Große Nachfrage nach Dieselfahrzeugen

In Europa, insbesondere auch in Deutschland, war die Nachfrage nach Dieselfahrzeugen in der Vergangenheit deutlich gestiegen. Hier fahren nicht nur Lastkraftwagen, sondern auch etliche Privatautos mit Dieselkraftstoff. Ihr Anteil an den neu zugelassenen Pkws lag laut Kraftfahrt-Bundesamt 2011 bei mehr als 47 Prozent, seit 2001 schwankt der Wert zwischen etwa 30 und fast 48 Prozent.

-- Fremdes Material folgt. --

//! Per-iterator state shared by queries and the change feed.

use std::collections::{BinaryHeap, VecDeque};
use std::sync::Arc;

use super::order::{sort_key, MergeHead};
use crate::continuation::RangeContinuation;
use crate::error::QueryError;
use crate::models::{Document, OrderByItem, PartitionKeyRange};

/// Lifecycle of an iterator.
#[derive(Debug, Clone)]
pub(crate) enum Phase {
    /// No request issued yet.
    Created,
    Active,
    /// Every range is drained; sticky.
    Exhausted,
    /// A configuration error occurred; sticky.
    Failed(QueryError),
}

/// Progress within one partition key range.
#[derive(Debug)]
pub(crate) struct RangeCursor {
    pub(crate) id: u64,
    pub(crate) range: PartitionKeyRange,
    /// Server token for the next request; the etag for change feeds.
    pub(crate) continuation: Option<String>,
    /// Token that produced the buffered page.
    page_token: Option<String>,
    /// Items to drop from the next page, when resuming mid-page.
    pub(crate) skip: usize,
    /// Items of the buffered page already handed out.
    consumed: usize,
    pub(crate) buffer: VecDeque<Document>,
    /// The service reported no further pages.
    pub(crate) done: bool,
}

impl RangeCursor {
    /// Returns whether nothing is left to read or hand out.
    pub(crate) fn is_drained(&self) -> bool {
        self.done && self.buffer.is_empty()
    }

    /// Returns whether the merge needs a new page from this range.
    pub(crate) fn needs_page(&self) -> bool {
        self.buffer.is_empty() && !self.done
    }

    /// Buffers a query page fetched with the current continuation.
    pub(crate) fn apply_page(&mut self, items: Vec<Document>, continuation: Option<String>) {
        let mut items = VecDeque::from(items);
        let skipped = self.skip.min(items.len());
        items.drain(..skipped);

        self.page_token = self.continuation.take();
        self.consumed = skipped;
        self.skip = 0;
        self.buffer = items;
        self.done = continuation.is_none();
        self.continuation = continuation;
    }

    pub(crate) fn take_front(&mut self) -> Option<Document> {
        let item = self.buffer.pop_front()?;
        self.consumed += 1;
        Some(item)
    }

    /// Describes where a resumed iterator should pick this range up.
    pub(crate) fn resume_point(&self) -> Option<RangeContinuation> {
        if !self.buffer.is_empty() {
            return Some(RangeContinuation::new(
                &self.range,
                self.page_token.clone(),
                self.consumed,
            ));
        }
        if self.done {
            return None;
        }
        Some(RangeContinuation::new(
            &self.range,
            self.continuation.clone(),
            self.skip,
        ))
    }
}

/// Mutable state of one iterator. Never shared between iterators.
#[derive(Debug, Default)]
pub(crate) struct IteratorState {
    pub(crate) cursors: Vec<RangeCursor>,
    /// Items already taken from cursors but not yet returned to the caller.
    pub(crate) ready: VecDeque<Document>,
    /// One head per cursor with a non-empty buffer, for ordered merges.
    heap: BinaryHeap<MergeHead>,
    next_cursor_id: u64,
}

impl IteratorState {
    pub(crate) fn add_cursor(
        &mut self,
        range: PartitionKeyRange,
        continuation: Option<String>,
        skip: usize,
    ) {
        let cursor = self.new_cursor(range, continuation, skip);
        self.cursors.push(cursor);
    }

    fn new_cursor(
        &mut self,
        range: PartitionKeyRange,
        continuation: Option<String>,
        skip: usize,
    ) -> RangeCursor {
        let id = self.next_cursor_id;
        self.next_cursor_id += 1;
        RangeCursor {
            id,
            range,
            continuation,
            page_token: None,
            skip,
            consumed: 0,
            buffer: VecDeque::new(),
            done: false,
        }
    }

    pub(crate) fn position(&self, cursor_id: u64) -> Option<usize> {
        self.cursors.iter().position(|c| c.id == cursor_id)
    }

    /// Replaces a gone range with its successors, each resuming from the gone
    /// range's continuation. Returns the number of successors.
    ///
    /// Only cursors with an empty buffer are ever fetched, so nothing buffered is lost.
    pub(crate) fn split(&mut self, index: usize, successors: Vec<PartitionKeyRange>) -> usize {
        let gone = self.cursors.remove(index);
        let count = successors.len();
        for (offset, range) in successors.into_iter().enumerate() {
            let cursor = self.new_cursor(range, gone.continuation.clone(), 0);
            self.cursors.insert(index + offset, cursor);
        }
        count
    }

    /// Moves a change-feed cursor to the etag of its latest poll.
    pub(crate) fn advance_etag(&mut self, index: usize, etag: Option<String>) {
        if let Some(etag) = etag {
            self.cursors[index].continuation = Some(etag);
        }
    }

    /// Returns whether every cursor is drained and nothing is pending.
    pub(crate) fn is_drained(&self) -> bool {
        self.ready.is_empty() && self.cursors.iter().all(RangeCursor::is_drained)
    }

    /// Pushes the buffered head of a cursor onto the merge heap.
    pub(crate) fn push_head(&mut self, index: usize, order_by: &Arc<[OrderByItem]>) {
        let cursor = &self.cursors[index];
        if let Some(front) = cursor.buffer.front() {
            self.heap.push(MergeHead {
                key: sort_key(front, order_by),
                min_inclusive: cursor.range.min_inclusive.clone(),
                cursor_id: cursor.id,
                order_by: order_by.clone(),
            });
        }
    }

    /// Moves the globally-first head item into the ready buffer.
    ///
    /// Returns `false` when the heap is empty.
    pub(crate) fn merge_step(&mut self, order_by: &Arc<[OrderByItem]>) -> bool {
        let Some(head) = self.heap.pop() else {
            return false;
        };
        let Some(index) = self.position(head.cursor_id) else {
            return true;
        };
        if let Some(item) = self.cursors[index].take_front() {
            self.ready.push_back(item);
        }
        self.push_head(index, order_by);
        true
    }

    /// Moves up to `limit` items from the first undrained cursor into the ready buffer.
    pub(crate) fn drain_front(&mut self, index: usize, limit: usize) {
        let cursor = &mut self.cursors[index];
        for _ in 0..limit {
            match cursor.take_front() {
                Some(item) => self.ready.push_back(item),
                None => break,
            }
        }
    }

    /// Takes up to `max` ready items for the caller.
    pub(crate) fn take_block(&mut self, max: usize) -> Vec<Document> {
        let n = max.min(self.ready.len());
        self.ready.drain(..n).collect()
    }

    /// Per-range resume points for every undrained cursor.
    pub(crate) fn resume_points(&self) -> Vec<RangeContinuation> {
        self.cursors.iter().filter_map(RangeCursor::resume_point).collect()
    }
}

#[cfg(test)]
mod tests {
    use super::*;
    use serde_json::json;

    fn doc(id: &str) -> Document {
        json!({ "id": id }).as_object().cloned().unwrap()
    }

    #[test]
    fn test_resume_point_tracks_consumed_items_of_buffered_page() {
        let mut state = IteratorState::default();
        state.add_cursor(PartitionKeyRange::new("0", "", "8000000000000000"), Some("t1".into()), 0);

        state.cursors[0].apply_page(vec![doc("a"), doc("b"), doc("c")], Some("t2".into()));
        state.drain_front(0, 1);

        let point = state.cursors[0].resume_point().unwrap();
        assert_eq!(point.token.as_deref(), Some("t1"));
        assert_eq!(point.skip, 1);
    }

    #[test]
    fn test_skip_drops_already_returned_items() {
        let mut state = IteratorState::default();
        state.add_cursor(PartitionKeyRange::new("0", "", "8000000000000000"), Some("t1".into()), 2);

        state.cursors[0].apply_page(vec![doc("a"), doc("b"), doc("c")], None);
        state.drain_front(0, 10);

        let ids: Vec<_> = state.ready.iter().map(|d| d["id"].clone()).collect();
        assert_eq!(ids, vec![json!("c")]);
        assert!(state.cursors[0].resume_point().is_none());
    }

    #[test]
    fn test_split_carries_continuation_to_every_successor() {
        let mut state = IteratorState::default();
        state.add_cursor(PartitionKeyRange::new("0", "", "8000000000000000"), Some("t".into()), 0);
        state.add_cursor(PartitionKeyRange::new("1", "8000000000000000", "FFFFFFFFFFFFFFFF"), None, 0);

        let count = state.split(
            0,
            vec![
                PartitionKeyRange::new("2", "", "4000000000000000"),
                PartitionKeyRange::new("3", "4000000000000000", "8000000000000000"),
            ],
        );

        assert_eq!(count, 2);
        let ids: Vec<&str> = state.cursors.iter().map(|c| c.range.id.as_str()).collect();
        assert_eq!(ids, vec!["2", "3", "1"]);
        assert_eq!(state.cursors[0].continuation.as_deref(), Some("t"));
        assert_eq!(state.cursors[1].continuation.as_deref(), Some("t"));
    }
}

Obwohl in den vergangenen zwanzig Jahren vor allem in Europa und Nordamerika viel getan wurde, die Emissionen aus den einzelnen Fahrzeugen zu reduzieren, führt diese Zunahme dazu, dass der Ausstoß gefährlicher Rußpartikel insgesamt noch immer deutlich steigt. Schätzungen des Umweltbundesamtes etwa sprechen von einer Erhöhung um den Faktor 2,3 bis 2020.

Bis 2010 wurde an verkehrsnahen Messstellen trotz der Senkung der Abgasgrenzwerte keine Verringerung der Feinstaubkonzentrationen festgestellt. Der Anteil der besonders gefährlichen ultrafeinen Rußpartikel aus Dieselfahrzeugen hatte sogar zugenommen. Wie viel die vom EU-Parlament beschlossene strengere Euro-5-Abgasnorm für Pkw, die seit 2011 gilt, und die Euro-6-Norm für Lkw (ab 2013 wirksam) bringen, muss sich noch zeigen.

Die WHO empfiehlt nun weitere Veränderungen sowohl in Bezug auf Dieseltreibstoffe selbst - etwa eine deutliche Verringerung des Schwefelanteils - als auch an den Motoren. Diese sollten den Kraftstoff effizienter verbrennen und weniger Abgase ausstoßen. Es könne allerdings Jahre dauern, bis die derzeit verwendeten Treibstoffe und Fahrzeuge ersetzt sind - "insbesondere in den weniger entwickelten Ländern, wo die Vorgaben gegenwärtig weniger streng sind".